Seulement les « talents » de cette élite censée être plus avisée que nous pour répondre aux défis d’un monde complexe sont manifestement insuffisants. Leurs résultats politiques pèchent sur tous les plans et rendent cette oligarchie dissimulée de plus en plus intolérable. Le système – entendu comme le consensus idéologique d’une grande partie des dirigeants politiques, des grands décideurs économiques et des médias – vacille sous les coups de boutoir de ceux qui ne veulent plus tolérer un mécanisme démocratique confiscatoire dont ils ne tirent aucun bénéfice.

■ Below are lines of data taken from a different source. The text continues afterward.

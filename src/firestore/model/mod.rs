mod document;
mod document_key;
mod field_index;
mod field_path;
mod geo_point;
mod mutation;
mod mutation_batch;
mod overlay;
mod resource_path;
mod snapshot_version;
mod timestamp;

pub use document::{
    DocumentKeySet, DocumentMap, DocumentState, DocumentType, MutableDocument, MutableDocumentMap,
};
pub use document_key::DocumentKey;
pub use field_index::{FieldIndex, IndexKind, IndexOffset, IndexSegment, IndexState};
pub use field_path::FieldPath;
pub use geo_point::GeoPoint;
pub use mutation::{
    calculate_overlay_mutation, FieldMask, FieldTransform, Mutation, MutationKind,
    MutationResult, Precondition, TransformOperation,
};
pub use mutation_batch::{BatchId, MutationBatch, MutationBatchResult, BATCHID_UNKNOWN};
pub use overlay::{Overlay, OverlayedDocument};
pub use resource_path::ResourcePath;
pub use snapshot_version::SnapshotVersion;
pub use timestamp::Timestamp;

L’émergence de l’hanounacratie
Le système gouverne mal mais se défend bien : aussi a t-il décidé d’utiliser le talent que personne ne lui conteste, la communication. L’oligarchie dissimulée court derrière une légitimité perdue en organisant un grand débat dont elle annonce d’emblée qu’il ne le fera pas changer de cap et qu’il ne fera pas l’objet d’un référendum. La messe est dite. Mais pas l’élection européenne !
Certains journalistes qui se pâment devant ce grand débat qui « passionnerait » les Français n’ont pas de mots suffisamment glorieux pour qualifier les prestations interminables du chef de l’État. Mais ils se posent rarement la question de l’incongruité de la démarche présidentielle. Passons sur le fait que le gouvernement ait volontairement écarté la Commission nationale du débat public de l’organisation afin de contrôler à la fois les questions posées, la collecte et le traitement des réponses ; passons sur le fait qu’il ne s’agisse pas d’un débat mais d’un jeu de questions-réponses ; passons sur le fait que le président sélectionne rigoureusement ses « débatteurs » et connaisse la plupart des questions à l’avance ; passons encore sur le fait qu’il dispose la foule en cercle autour de lui comme le seraient des supporters et non des contradicteurs.
Que restera-t-il de ce débat ?
Ce simulacre de débat est un dévoiement complet de nos institutions. L’échange sur un projet de société, qui doit avoir lieu avec les Français, a un nom : il s’appelle élection. Ce sont les élections qui permettent d’encadrer et de trancher le débat. Or, il n’y a pas de réelle crise de l’idée démocratique : 89% des Français pensent que la démocratie est toujours le meilleur moyen de gouverner un pays. « La tentation totalitaire » dont on accuse souvent « les populistes » français n’existe pas. Il existe une crise de confiance entre les gouvernants et les gouvernés. La concorde est brisée entre un peuple et son élite qui ne respecte pas la confiance qui lui a été accordée. Une élite de plus en plus homogène qui capte le pouvoir au détriment de la nation. Le populisme du peuple est une réponse à l’élitisme des élites. Ce pouvoir creuse sa tombe en imaginant que la contestation des Français pourra être calmée en leur accordant un débat au paperboard dans une émission de divertissement ; en transformant leur vote en posts ou en tweets ; en faisant de la politique une franche rigolade. C’est une illusion : l’oligarchie ne sera pas sauvée par l’hanounacratie.